Some may say that linear regression is more statistical problem. And this is truth at some level. But when problem is solved from machine learning perspective, things gets easier especially when moving towards more complex problems.
First of all lets understand few important terms. We can start with regression. When speaking of linear regression we try to find best fitting line through given points. In other words we need to find optimal linear equation to fit given data points. This is a supervised learning problem when we have set of data pairs that can be plot on x-y axis. I understand, theory is boring thing, even for me, so lets move to practical example and learn by solving some problem.
In order to work with some examples we need sample data. There are many data sources available on internet. For instance great source is college cengage that have several sets with data pairs meant for linear regression problems. For our example we are going to use Cricket Chirps Vs. Temperature data where each data point consists of chirps/sec and temperature in degrees Fahrenheit. You can send data in three formats: excel, mtp and ascii. Lets download excel data where we can immediately draw graph and see whats going on.
Right away in excel we can additionally do some analysis. For this we need to click on excel chart then go to appeared DESIGN tab and select Add Chart Element and select Trend Line -> Linear.
Excel automatically adds trend line which is nothing more than linear regression.
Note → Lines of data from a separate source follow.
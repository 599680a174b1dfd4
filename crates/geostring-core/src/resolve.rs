// crates/geostring-core/src/resolve.rs

//! # Resolver
//!
//! tokenize → match → filter by tolerance → disambiguate.
//!
//! Disambiguation runs only when more than one token survives:
//!
//! - **Vertical**: per field, pool every surviving token's candidates and
//!   count votes. Cities keep every candidate. Subcountries and countries
//!   keep the values tied for the most votes. A token with nothing at a
//!   level casts a blank vote there, which can win but never appears in
//!   the output.
//! - **Horizontal**: keep subcountries that lie in a resolved country, then
//!   cities that lie in a surviving subcountry. Containment is checked by
//!   re-looking each candidate up in the index. A level with no concrete
//!   values left imposes no constraint on the level below it.

use crate::model::{AmbiguitySet, IndexEntry, LocationIndex, MatchResult, ResolvedLocation};
use crate::tokenize::Tokenizer;
use std::collections::HashMap;
use tracing::{debug, info};

/// Tolerance used when the caller does not pick one.
pub const DEFAULT_MAX_TOLERANCE: f64 = 0.25;

/// Knobs for [`LocationIndex::resolve`].
#[derive(Debug, Clone)]
pub struct ResolveOptions {
    /// Exact-match mode. Forces the tolerance to `0`.
    pub exact: bool,
    /// Tokens whose tolerance exceeds this are dropped. Applied clamped to
    /// `[0, 1]`; `NaN` is treated as `0`.
    pub max_tolerance: f64,
    /// Report dropped tokens at `info` level instead of `debug`.
    pub verbose: bool,
    pub tokenizer: Tokenizer,
}

impl Default for ResolveOptions {
    fn default() -> Self {
        Self {
            exact: false,
            max_tolerance: DEFAULT_MAX_TOLERANCE,
            verbose: false,
            tokenizer: Tokenizer::default(),
        }
    }
}

impl ResolveOptions {
    pub fn exact(mut self, exact: bool) -> Self {
        self.exact = exact;
        self
    }

    pub fn max_tolerance(mut self, max_tolerance: f64) -> Self {
        self.max_tolerance = max_tolerance;
        self
    }

    pub fn verbose(mut self, verbose: bool) -> Self {
        self.verbose = verbose;
        self
    }

    pub fn tokenizer(mut self, tokenizer: Tokenizer) -> Self {
        self.tokenizer = tokenizer;
        self
    }

    /// The threshold actually applied.
    pub fn effective_tolerance(&self) -> f64 {
        if self.exact || self.max_tolerance.is_nan() {
            0.0
        } else {
            self.max_tolerance.clamp(0.0, 1.0)
        }
    }
}

macro_rules! diagnostic {
    ($verbose:expr, $($arg:tt)+) => {
        if $verbose {
            info!($($arg)+);
        } else {
            debug!($($arg)+);
        }
    };
}

impl LocationIndex {
    /// Resolve a free-text input into a [`ResolvedLocation`].
    ///
    /// Returns `None` when no token survives tolerance filtering, which
    /// includes empty input and input made only of delimiters.
    pub fn resolve(&self, input: &str, opts: &ResolveOptions) -> Option<ResolvedLocation> {
        let max_tolerance = opts.effective_tolerance();
        let parsed = self.parse(input, opts.exact, &opts.tokenizer);

        let mut survivors: Vec<&MatchResult> = Vec::with_capacity(parsed.results.len());
        for m in &parsed.results {
            match &m.matched_key {
                None => {
                    diagnostic!(opts.verbose, "no match for {:?}; removing", m.raw_input);
                }
                Some(key) if m.tolerance > max_tolerance => {
                    diagnostic!(
                        opts.verbose,
                        "tolerance between {:?} and {:?} ({:.4}) exceeds max tolerance of {}; removing",
                        m.raw_input,
                        key,
                        m.tolerance,
                        max_tolerance
                    );
                }
                Some(_) => survivors.push(m),
            }
        }

        match survivors.as_slice() {
            [] => {
                diagnostic!(opts.verbose, "no results for {:?}", input);
                None
            }
            [only] => Some(ResolvedLocation::from(*only)),
            many => Some(self.horizontal(vertical(many))),
        }
    }

    /// Cross-field consistency: country ⊇ subcountry ⊇ city.
    pub(crate) fn horizontal(&self, mut resolved: ResolvedLocation) -> ResolvedLocation {
        if !resolved.country.is_empty() {
            let countries = self.expand(&resolved.country, |e| &e.country);
            resolved.subcountry.retain(|s| {
                self.lookup(s)
                    .is_some_and(|e| e.country.intersects(&countries))
            });
        }
        if !resolved.subcountry.is_empty() {
            let subcountries = self.expand(&resolved.subcountry, |e| &e.subcountry);
            resolved.city.retain(|c| {
                self.lookup(c)
                    .is_some_and(|e| e.subcountry.intersects(&subcountries))
            });
        }
        resolved
    }

    /// The full names each value denotes at one level, read back from the
    /// index. Values the index does not know stand for themselves.
    fn expand<F>(&self, values: &AmbiguitySet, level: F) -> AmbiguitySet
    where
        F: Fn(&IndexEntry) -> &AmbiguitySet,
    {
        let mut out = AmbiguitySet::new();
        for value in values.iter() {
            match self.lookup(value).map(&level) {
                Some(names) if !names.is_empty() => out.extend_from(names),
                _ => {
                    out.insert(value);
                }
            }
        }
        out
    }
}

/// Per-field majority vote across tokens.
pub(crate) fn vertical(matches: &[&MatchResult]) -> ResolvedLocation {
    ResolvedLocation {
        city: matches.iter().flat_map(|m| m.city.iter()).collect(),
        subcountry: majority(matches.iter().map(|m| &m.subcountry)),
        country: majority(matches.iter().map(|m| &m.country)),
    }
}

/// Values tied for the most votes. An empty set votes blank.
fn majority<'a>(fields: impl Iterator<Item = &'a AmbiguitySet>) -> AmbiguitySet {
    let mut votes: HashMap<&str, usize> = HashMap::new();
    for field in fields {
        if field.is_empty() {
            *votes.entry("").or_default() += 1;
        }
        for value in field.iter() {
            *votes.entry(value).or_default() += 1;
        }
    }
    let top = votes.values().copied().max().unwrap_or(0);
    votes
        .into_iter()
        .filter(|&(_, n)| n == top)
        .map(|(value, _)| value)
        .collect()
}

#[cfg(test)]
mod tests {
    use super::*;
    use crate::model::convert::entry;
    use crate::raw::GazetteerRow;
    use crate::text::Normalizer;

    fn set(values: &[&str]) -> AmbiguitySet {
        values.iter().copied().collect()
    }

    fn token(city: &[&str], subcountry: &[&str], country: &[&str]) -> MatchResult {
        let key = city.first().or(subcountry.first()).or(country.first()).copied();
        let e = entry(city, subcountry, country);
        MatchResult::hit("t", "t".into(), key.unwrap_or("t"), &e, 0)
    }

    fn world() -> LocationIndex {
        LocationIndex::build(
            &[
                GazetteerRow::new("Boston", "United States", "Massachusetts"),
                GazetteerRow::new("Cambridge", "United Kingdom", "England"),
                GazetteerRow::new("Cambridge", "United States", "Massachusetts"),
                GazetteerRow::new("London", "United Kingdom", "England"),
                GazetteerRow::new("Paris", "France", ""),
                GazetteerRow::new("Lyon", "France", ""),
                GazetteerRow::new("Berlin", "Germany", ""),
            ],
            None,
            Normalizer::default(),
        )
    }

    #[test]
    fn vertical_never_filters_cities() {
        let a = token(&["boston"], &["massachusetts"], &["united states"]);
        let b = token(&["london"], &["england"], &["united kingdom"]);
        let c = token(&["paris"], &[], &["france"]);
        let v = vertical(&[&a, &b, &c]);
        assert_eq!(v.city, set(&["boston", "london", "paris"]));
    }

    #[test]
    fn vertical_keeps_the_majority_country() {
        let a = token(&["paris"], &[], &["france"]);
        let b = token(&["lyon"], &[], &["france"]);
        let c = token(&["berlin"], &[], &["germany"]);
        let v = vertical(&[&a, &b, &c]);
        assert_eq!(v.country, set(&["france"]));
        assert!(v.subcountry.is_empty());
    }

    #[test]
    fn vertical_keeps_ties() {
        let a = token(&["cambridge"], &["england", "massachusetts"], &["united kingdom"]);
        let b = token(&[], &[], &["united states"]);
        let v = vertical(&[&a, &b]);
        assert_eq!(v.subcountry, set(&["england", "massachusetts"]));
        assert_eq!(v.country, set(&["united kingdom", "united states"]));
    }

    #[test]
    fn blank_votes_can_win() {
        let a = token(&[], &["bavaria"], &["germany"]);
        let b = token(&[], &[], &["germany"]);
        let c = token(&[], &[], &["austria"]);
        assert!(vertical(&[&a, &b, &c]).subcountry.is_empty());
    }

    #[test]
    fn horizontal_drops_subcountries_outside_the_country() {
        let index = world();
        let resolved = index.horizontal(ResolvedLocation {
            city: set(&["cambridge"]),
            subcountry: set(&["england", "massachusetts"]),
            country: set(&["united states"]),
        });
        assert_eq!(resolved.subcountry, set(&["massachusetts"]));
        assert_eq!(resolved.city, set(&["cambridge"]));
    }

    #[test]
    fn horizontal_drops_cities_outside_the_subcountry() {
        let index = world();
        let resolved = index.horizontal(ResolvedLocation {
            city: set(&["boston", "london"]),
            subcountry: set(&["massachusetts"]),
            country: set(&["united states"]),
        });
        assert_eq!(resolved.city, set(&["boston"]));
    }

    #[test]
    fn empty_parent_level_does_not_constrain() {
        let index = world();
        let resolved = index.horizontal(ResolvedLocation {
            city: set(&["paris", "lyon"]),
            subcountry: AmbiguitySet::new(),
            country: set(&["france"]),
        });
        assert_eq!(resolved.city, set(&["lyon", "paris"]));
    }

    #[test]
    fn unknown_candidates_fail_containment() {
        let index = world();
        let resolved = index.horizontal(ResolvedLocation {
            city: AmbiguitySet::new(),
            subcountry: set(&["atlantis", "england"]),
            country: set(&["united kingdom"]),
        });
        assert_eq!(resolved.subcountry, set(&["england"]));
    }

    #[test]
    fn exact_mode_forces_zero_tolerance() {
        let opts = ResolveOptions::default().exact(true).max_tolerance(0.9);
        assert_eq!(opts.effective_tolerance(), 0.0);
        assert_eq!(world().resolve("Bostn", &opts), None);
    }

    #[test]
    fn nan_tolerance_accepts_only_exact_hits() {
        let opts = ResolveOptions::default().max_tolerance(f64::NAN);
        assert_eq!(opts.effective_tolerance(), 0.0);
        let index = world();
        assert_eq!(index.resolve("Bostn", &opts), None);
        assert!(index.resolve("Boston", &opts).is_some());
    }

    #[test]
    fn out_of_range_tolerance_is_clamped() {
        let loose = ResolveOptions::default().max_tolerance(7.5);
        assert_eq!(loose.effective_tolerance(), 1.0);
        let negative = ResolveOptions::default().max_tolerance(-0.5);
        assert_eq!(negative.effective_tolerance(), 0.0);
        assert_eq!(world().resolve("Boston", &negative).map(|r| r.city.len()), Some(1));
    }

    #[test]
    fn resolves_cambridge_in_the_united_states() {
        let resolved = world()
            .resolve("Cambridge, United States", &ResolveOptions::default())
            .unwrap();
        assert_eq!(resolved.city, set(&["cambridge"]));
        assert_eq!(resolved.subcountry, set(&["massachusetts"]));
        assert_eq!(resolved.country, set(&["united states"]));
    }
}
You can select Format Trendline where you can check Display Equation on chart checkbox. As you can see for our data set linear regression formula is
y = 0.2119x-0.3091
What does this mean practically. We have learned two linear formula coefficients 0.2119 and 0.3091 that can be used to predict cricket chirp frequency at any given temperature. For instance we can take any temperature from the range and even out of it and calculate the chirp/sec value. As example lets take temperature 85F according to formula we get
y = 0.2119 · 85 – 0.3091 = 17.7Hz.
Another example. We can try to speculate with values out of range. For instance we would like to know the chirp frequency when temperature is 50F. Again lets apply our learned formula and calculate:
y = 0.2119 · 50 – 0.3091 = 10.29Hz
So we have a simple machine which can approximately predict values on given parameter.
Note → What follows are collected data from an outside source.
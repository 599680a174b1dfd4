// crates/geostring-core/src/model/ambiguity.rs
use serde::{Deserialize, Serialize};
use std::collections::BTreeSet;
use std::fmt;

/// Separator used when an ambiguity set is rendered as a single string.
pub const AMBIGUITY_SEPARATOR: char = '?';

/// The candidate values a key may denote at one hierarchy level.
///
/// Members are kept sorted and deduplicated. Empty strings are never
/// stored: a blank source cell means "unknown at this level", not a value.
///
/// `Display` renders the members joined by [`AMBIGUITY_SEPARATOR`]
/// (`"illinois?missouri"`), which is the string form used at the output
/// boundary.
#[derive(Clone, Debug, Default, PartialEq, Eq, Hash, Serialize, Deserialize)]
#[serde(transparent)]
pub struct AmbiguitySet(BTreeSet<String>);

impl AmbiguitySet {
    pub fn new() -> Self {
        Self::default()
    }

    /// A set holding exactly `value`, or nothing when `value` is blank.
    pub fn single(value: impl Into<String>) -> Self {
        let mut set = Self::new();
        set.insert(value);
        set
    }

    /// Adds `value`; blank values are ignored. Returns `true` if it was new.
    pub fn insert(&mut self, value: impl Into<String>) -> bool {
        let value = value.into();
        if value.is_empty() {
            return false;
        }
        self.0.insert(value)
    }

    pub fn extend_from(&mut self, other: &AmbiguitySet) {
        self.0.extend(other.0.iter().cloned());
    }

    pub fn contains(&self, value: &str) -> bool {
        self.0.contains(value)
    }

    pub fn is_empty(&self) -> bool {
        self.0.is_empty()
    }

    pub fn len(&self) -> usize {
        self.0.len()
    }

    /// `true` when the set holds exactly one value.
    pub fn is_resolved(&self) -> bool {
        self.0.len() == 1
    }

    /// The single member, if the set is resolved.
    pub fn as_single(&self) -> Option<&str> {
        if self.is_resolved() {
            self.0.iter().next().map(String::as_str)
        } else {
            None
        }
    }

    pub fn intersects(&self, other: &AmbiguitySet) -> bool {
        self.0.intersection(&other.0).next().is_some()
    }

    /// Members in sorted order.
    pub fn iter(&self) -> impl Iterator<Item = &str> {
        self.0.iter().map(String::as_str)
    }

    /// Keeps only the members for which `keep` returns `true`.
    pub fn retain(&mut self, mut keep: impl FnMut(&str) -> bool) {
        self.0.retain(|v| keep(v));
    }
}

impl fmt::Display for AmbiguitySet {
    fn fmt(&self, f: &mut fmt::Formatter<'_>) -> fmt::Result {
        for (i, value) in self.0.iter().enumerate() {
            if i > 0 {
                write!(f, "{AMBIGUITY_SEPARATOR}")?;
            }
            f.write_str(value)?;
        }
        Ok(())
    }
}

impl<S: Into<String>> FromIterator<S> for AmbiguitySet {
    fn from_iter<I: IntoIterator<Item = S>>(iter: I) -> Self {
        let mut set = Self::new();
        for value in iter {
            set.insert(value);
        }
        set
    }
}

impl<'a> IntoIterator for &'a AmbiguitySet {
    type Item = &'a String;
    type IntoIter = std::collections::btree_set::Iter<'a, String>;

    fn into_iter(self) -> Self::IntoIter {
        self.0.iter()
    }
}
In this example temperature values we call features and chirp/sec values – target variables or outputs. Continuing with machine learning lexicon the data set we used for training linear regression parameters is called training set. The formula we used for trend line is called hypothesis. The only thing missing here is learning algorithm.
In excel this process is hidden but is suitable for simple problems like this. And as you already guessed, you can use different types of trend lines (logarithmic, exponential, polynomial, power, etc.) that fit training set best. Using excel is easy with one variable (univariate) data sets, but when working with multidimetional data things get more complicated. Next time we are going to focus on learning algorithm for univariate data set and then move on to more complex (multivariate) data sets and hypotheses.